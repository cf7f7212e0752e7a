//! Error types for the encoder module.

use picam_mmal::HalError;
use thiserror::Error;

/// Errors that can occur while building an encoder.
#[derive(Debug, Error)]
pub enum EncoderError {
    /// A hardware call failed.
    #[error("{stage}: {source}")]
    Hal {
        stage: &'static str,
        #[source]
        source: HalError,
    },

    /// The requested stream exceeds what any supported H264 level can encode.
    #[error("Too many macroblocks/s requested: {macroblocks} (limit {limit})")]
    TooManyMacroblocks { macroblocks: u64, limit: u64 },
}

impl EncoderError {
    /// The hardware error underneath, if any.
    pub fn hal(&self) -> Option<&HalError> {
        match self {
            Self::Hal { source, .. } => Some(source),
            Self::TooManyMacroblocks { .. } => None,
        }
    }
}

pub(crate) trait HalContext<T> {
    fn stage(self, stage: &'static str) -> Result<T, EncoderError>;
}

impl<T> HalContext<T> for Result<T, HalError> {
    fn stage(self, stage: &'static str) -> Result<T, EncoderError> {
        self.map_err(|source| EncoderError::Hal { stage, source })
    }
}
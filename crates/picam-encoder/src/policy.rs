//! Bitrate, level and slicing limits of the H264 and MJPEG encoders.

use picam_mmal::align_up;
use picam_types::{H264Level, VideoEncoding};
use tracing::warn;

use crate::error::EncoderError;
use crate::EncoderResult;

pub const MAX_BITRATE_MJPEG: u32 = 25_000_000;
pub const MAX_BITRATE_LEVEL4: u32 = 25_000_000;
pub const MAX_BITRATE_LEVEL42: u32 = 62_500_000;

/// Macroblocks per second encodable at level 4.
pub const MAX_MACROBLOCKS_LEVEL4: u64 = 245_760;

/// Macroblocks per second encodable at level 4.2.
pub const MAX_MACROBLOCKS_LEVEL42: u64 = 522_240;

/// Reduce `requested` to the ceiling for the encoding and level.
pub fn clamp_bitrate(encoding: VideoEncoding, level: H264Level, requested: u32) -> u32 {
    let ceiling = match (encoding, level) {
        (VideoEncoding::Mjpeg, _) => MAX_BITRATE_MJPEG,
        (VideoEncoding::H264, H264Level::L4) => MAX_BITRATE_LEVEL4,
        (VideoEncoding::H264, _) => MAX_BITRATE_LEVEL42,
    };
    if requested > ceiling {
        warn!(
            requested,
            ceiling,
            "Bitrate too high: reducing to {:.1} Mbit/s",
            f64::from(ceiling) / 1_000_000.0
        );
        return ceiling;
    }
    requested
}

/// Macroblocks per second for a frame size and rate.
pub fn macroblock_rate(width: u32, height: u32, framerate: u32) -> u64 {
    let columns = u64::from(align_up(width, 16) >> 4);
    let rows = u64::from(align_up(height, 16) >> 4);
    columns * rows * u64::from(framerate)
}

/// Pick the level able to encode the stream, raising 4 to 4.2 if needed.
pub fn resolve_level(level: H264Level, width: u32, height: u32, framerate: u32) -> EncoderResult<H264Level> {
    let macroblocks = macroblock_rate(width, height, framerate);
    if macroblocks <= MAX_MACROBLOCKS_LEVEL4 {
        return Ok(level);
    }
    if macroblocks <= MAX_MACROBLOCKS_LEVEL42 {
        if level != H264Level::L42 {
            warn!(macroblocks, "Too many macroblocks/s: increasing H264 level to 4.2");
        }
        return Ok(H264Level::L42);
    }
    Err(EncoderError::TooManyMacroblocks {
        macroblocks,
        limit: MAX_MACROBLOCKS_LEVEL42,
    })
}

/// Macroblock rows per slice when a frame of `height` is cut into `slices`.
///
/// Rounds up so an uneven split never produces an extra slice.
pub fn slice_rows(height: u32, slices: u32) -> u32 {
    let rows = align_up(height, 16) >> 4;
    let slices = slices.max(1);
    if slices > rows {
        warn!(slices, rows, "H264 slice count exceeds macroblock rows, using {}", rows);
    }
    rows.div_ceil(slices)
}
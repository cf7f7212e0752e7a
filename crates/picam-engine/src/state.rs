//! Pipeline construction, rollback and ordered teardown.

use picam_camera::{
    apply_sensor_defaults, check_camera_model, create_preview, create_still_camera,
    create_video_camera, detect_sensor, CameraHandle,
};
use picam_encoder::{create_still_encoder, create_video_encoder, EncoderHandle};
use picam_mmal::{ComponentId, ConnectionId, Graph, HalError, PortRef, Status};
use picam_types::{
    CommonSettings, PipelineKind, SessionState, ShutdownPhase, StartupPhase, StillConfig,
    StopReason, VideoConfig,
};
use tracing::{debug, error, info, instrument, warn};

use crate::error::{HalContext, PipelineError};
use crate::events::EventSink;
use crate::PipelineResult;

/// What to build.
pub(crate) enum Blueprint<'a> {
    Video(&'a mut VideoConfig),
    Still(&'a mut StillConfig),
}

impl Blueprint<'_> {
    fn kind(&self) -> PipelineKind {
        match self {
            Self::Video(_) => PipelineKind::Video,
            Self::Still(_) => PipelineKind::Still,
        }
    }

    fn common_mut(&mut self) -> &mut CommonSettings {
        match self {
            Self::Video(config) => &mut config.common,
            Self::Still(config) => &mut config.common,
        }
    }
}

/// Everything one session has built on the hardware.
///
/// Components are created in [`StartupPhase`] order. A failed phase rolls
/// back every earlier one, so a session either exists fully built or not
/// at all. Dropping the state tears it down.
pub struct PipelineState {
    kind: PipelineKind,
    graph: Graph,
    camera: Option<CameraHandle>,
    preview: Option<ComponentId>,
    encoder: Option<EncoderHandle>,
    preview_connection: Option<ConnectionId>,
    encoder_connection: Option<ConnectionId>,
    current_phase: Option<StartupPhase>,
    events: EventSink,
    stop_reason: StopReason,
    released: bool,
}

impl PipelineState {
    /// Build every phase in order.
    #[instrument(name = "init_pipeline", skip_all, fields(kind = blueprint.kind().name()))]
    pub(crate) fn initialize(
        graph: Graph,
        mut blueprint: Blueprint<'_>,
        events: EventSink,
    ) -> PipelineResult<Self> {
        let mut state = Self {
            kind: blueprint.kind(),
            graph,
            camera: None,
            preview: None,
            encoder: None,
            preview_connection: None,
            encoder_connection: None,
            current_phase: None,
            events,
            stop_reason: StopReason::Completed,
            released: false,
        };

        let mut phase = StartupPhase::FIRST;
        loop {
            state.current_phase = Some(phase);
            state.events.transition_to(SessionState::Starting { phase });

            if let Err(source) = state.init_phase(&mut blueprint, phase) {
                let err = PipelineError::Startup {
                    phase,
                    source: Box::new(source),
                };
                error!("{}", err);
                state.rollback();
                state.events.transition_to(SessionState::Error {
                    message: err.to_string(),
                });
                return Err(err);
            }

            match phase.next() {
                Some(next) => phase = next,
                None => break,
            }
        }

        state.current_phase = None;
        info!(kind = state.kind.name(), "Pipeline built");
        Ok(state)
    }

    fn init_phase(&mut self, blueprint: &mut Blueprint<'_>, phase: StartupPhase) -> PipelineResult<()> {
        debug!("Initializing phase: {:?}", phase);

        match phase {
            StartupPhase::DetectSensor => {
                let sensor = detect_sensor(&mut self.graph);
                check_camera_model(&sensor.name)?;
                apply_sensor_defaults(blueprint.common_mut(), &sensor);
            }
            StartupPhase::CreateCamera => {
                let camera = match blueprint {
                    Blueprint::Video(config) => create_video_camera(
                        &mut self.graph,
                        &config.common,
                        &config.camera,
                        config.framerate,
                    )?,
                    Blueprint::Still(config) => create_still_camera(
                        &mut self.graph,
                        &config.common,
                        &config.camera,
                        &config.preview,
                        config.full_res_preview,
                    )?,
                };
                self.camera = Some(camera);
            }
            // Video sessions run without a preview.
            StartupPhase::CreatePreview => {
                if let Blueprint::Still(config) = blueprint {
                    self.preview = Some(create_preview(&mut self.graph, &config.preview)?);
                }
            }
            StartupPhase::CreateEncoder => {
                let encoder = match blueprint {
                    Blueprint::Video(config) => {
                        let framerate = self.camera()?.frame_rate();
                        create_video_encoder(&mut self.graph, config, framerate)?
                    }
                    Blueprint::Still(config) => create_still_encoder(&mut self.graph, config)?,
                };
                self.encoder = Some(encoder);
            }
            StartupPhase::ConnectPreview => {
                if let Some(preview) = self.preview {
                    let output = self.camera()?.preview_port();
                    self.preview_connection = Some(
                        self.graph
                            .connect(output, PortRef::input(preview, 0))
                            .stage("Failed to connect camera to preview")?,
                    );
                }
            }
            StartupPhase::ConnectEncoder => {
                let camera = self.camera()?;
                let output = match self.kind {
                    PipelineKind::Video => camera.video_port(),
                    PipelineKind::Still => camera.capture_port(),
                };
                let input = self.encoder()?.input_port();
                self.encoder_connection = Some(
                    self.graph
                        .connect(output, input)
                        .stage("Failed to connect camera to encoder")?,
                );
            }
        }
        Ok(())
    }

    /// Release every phase from the current one backwards.
    #[instrument(name = "rollback_pipeline", skip(self))]
    fn rollback(&mut self) {
        if let Some(mut phase) = self.current_phase.take() {
            loop {
                info!("Rolling back phase: {:?}", phase);
                self.rollback_phase(phase);

                match phase.previous() {
                    Some(prev) => phase = prev,
                    None => break,
                }
            }
        }
        self.released = true;
    }

    fn rollback_phase(&mut self, phase: StartupPhase) {
        let result = match phase {
            StartupPhase::ConnectEncoder => self.graph.disconnect(self.encoder_connection.take()),
            StartupPhase::ConnectPreview => self.graph.disconnect(self.preview_connection.take()),
            StartupPhase::CreateEncoder => match self.encoder.take() {
                Some(encoder) => self.graph.destroy_component(encoder.id()),
                None => Ok(()),
            },
            StartupPhase::CreatePreview => match self.preview.take() {
                Some(preview) => self.graph.destroy_component(preview),
                None => Ok(()),
            },
            StartupPhase::CreateCamera => match self.camera.take() {
                Some(mut camera) => {
                    let result = self.graph.destroy_component(camera.id());
                    camera.join_logger();
                    result
                }
                None => Ok(()),
            },
            StartupPhase::DetectSensor => Ok(()),
        };

        if let Err(e) = result {
            warn!("Rollback of {:?} failed: {}", phase, e);
        }
    }

    /// Disable ports, destroy connections, disable components, release
    /// pools and destroy components, in that order.
    ///
    /// Calling this more than once is a no-op.
    #[instrument(name = "teardown_pipeline", skip(self))]
    pub fn teardown(&mut self) {
        if self.released {
            return;
        }
        self.released = true;

        let reason = self.stop_reason.clone();
        info!("Tearing down pipeline: {}", reason.message());

        let mut phase = ShutdownPhase::FIRST;
        loop {
            self.events.transition_to(SessionState::Stopping {
                reason: reason.clone(),
                phase,
            });
            debug!("{}", phase.name());
            self.shutdown_phase(phase);

            match phase.next() {
                Some(next) => phase = next,
                None => break,
            }
        }

        if let Some(mut camera) = self.camera.take() {
            camera.join_logger();
        }
        self.preview = None;
        self.encoder = None;
        self.preview_connection = None;
        self.encoder_connection = None;

        if !self.graph.is_empty() {
            warn!("Pipeline resources remain after teardown");
        }
        self.events.transition_to(SessionState::Idle);
    }

    fn shutdown_phase(&mut self, phase: ShutdownPhase) {
        match phase {
            ShutdownPhase::DisablePorts => self.graph.disable_unconnected_ports(),
            ShutdownPhase::DestroyConnections => self.graph.destroy_connections(),
            ShutdownPhase::DisableComponents => self.graph.disable_components(),
            ShutdownPhase::DestroyPools => self.graph.destroy_pools(),
            ShutdownPhase::DestroyComponents => self.graph.destroy_components(),
        }
    }

    pub fn kind(&self) -> PipelineKind {
        self.kind
    }

    pub fn graph(&self) -> &Graph {
        &self.graph
    }

    pub(crate) fn graph_mut(&mut self) -> &mut Graph {
        &mut self.graph
    }

    pub fn events(&self) -> &EventSink {
        &self.events
    }

    pub fn camera(&self) -> PipelineResult<&CameraHandle> {
        self.camera.as_ref().ok_or_else(|| missing("Camera not created"))
    }

    pub fn encoder(&self) -> PipelineResult<&EncoderHandle> {
        self.encoder.as_ref().ok_or_else(|| missing("Encoder not created"))
    }

    pub fn preview(&self) -> Option<ComponentId> {
        self.preview
    }

    pub(crate) fn set_stop_reason(&mut self, reason: StopReason) {
        self.stop_reason = reason;
    }

    /// Returns true once the pipeline has been released.
    pub fn is_released(&self) -> bool {
        self.released
    }
}

fn missing(stage: &'static str) -> PipelineError {
    PipelineError::Hal {
        stage,
        source: HalError::status("pipeline lookup", Status::NotReady),
    }
}

impl Drop for PipelineState {
    fn drop(&mut self) {
        self.teardown();
    }
}

#[cfg(test)]
mod tests {
    use super::*;
    use std::sync::Arc;

    use picam_mmal::sim::{SimConfig, SimOp, SimulatedHardware};
    use picam_mmal::{ComponentKind, Host};

    use crate::error::ErrorKind;

    fn setup(config: SimConfig) -> (Arc<SimulatedHardware>, Graph) {
        let hw = Arc::new(SimulatedHardware::new(config));
        let host = Host::new(hw.clone());
        host.bring_up().unwrap();
        let graph = host.graph().unwrap();
        (hw, graph)
    }

    #[test]
    fn test_video_pipeline_builds_and_tears_down() {
        let (hw, graph) = setup(SimConfig::default());
        let mut config = VideoConfig::default();
        let mut state =
            PipelineState::initialize(graph, Blueprint::Video(&mut config), EventSink::disabled())
                .unwrap();

        assert!(state.preview().is_none());
        assert_eq!(state.graph().connection_ids().len(), 1);
        assert!(state.events().state().is_starting());

        state.teardown();
        assert!(state.graph().is_empty());
        assert_eq!(hw.component_count(), 0);
        assert!(state.events().state().is_idle());
        assert!(state.camera().is_err());
    }

    #[test]
    fn test_still_pipeline_connects_preview() {
        let (hw, graph) = setup(SimConfig::default());
        let mut config = StillConfig::default();
        let state =
            PipelineState::initialize(graph, Blueprint::Still(&mut config), EventSink::disabled())
                .unwrap();

        assert!(state.preview().is_some());
        assert_eq!(hw.connection_count(), 2);
        assert_eq!(config.common.width, 3280);
        drop(state);
        assert_eq!(hw.component_count(), 0);
    }

    #[test]
    fn test_failed_phase_rolls_back() {
        let (hw, graph) = setup(SimConfig {
            fail_create: Some(ComponentKind::VideoEncoder),
            ..SimConfig::default()
        });
        let mut config = VideoConfig::default();
        let events = EventSink::disabled();
        let err = PipelineState::initialize(graph, Blueprint::Video(&mut config), events.clone())
            .err()
            .unwrap();

        assert!(matches!(
            err,
            PipelineError::Startup {
                phase: StartupPhase::CreateEncoder,
                ..
            }
        ));
        assert_eq!(err.kind(), ErrorKind::ResourceExhausted);
        assert_eq!(hw.component_count(), 0);
        assert!(events.state().is_error());
    }

    #[test]
    fn test_connection_failure_rolls_back() {
        let (hw, graph) = setup(SimConfig {
            fail_connection_enable: true,
            ..SimConfig::default()
        });
        let mut config = VideoConfig::default();
        let result =
            PipelineState::initialize(graph, Blueprint::Video(&mut config), EventSink::disabled());

        assert!(result.is_err());
        assert_eq!(hw.component_count(), 0);
        assert_eq!(hw.connection_count(), 0);
        assert!(hw
            .ops()
            .iter()
            .any(|op| matches!(op, SimOp::DestroyConnection(_))));
    }
}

+ + +

§ **Assigned task**
Only the number is wanted. Count the lines above that include the word "CreateEncoder".

§ **Response to this task**
3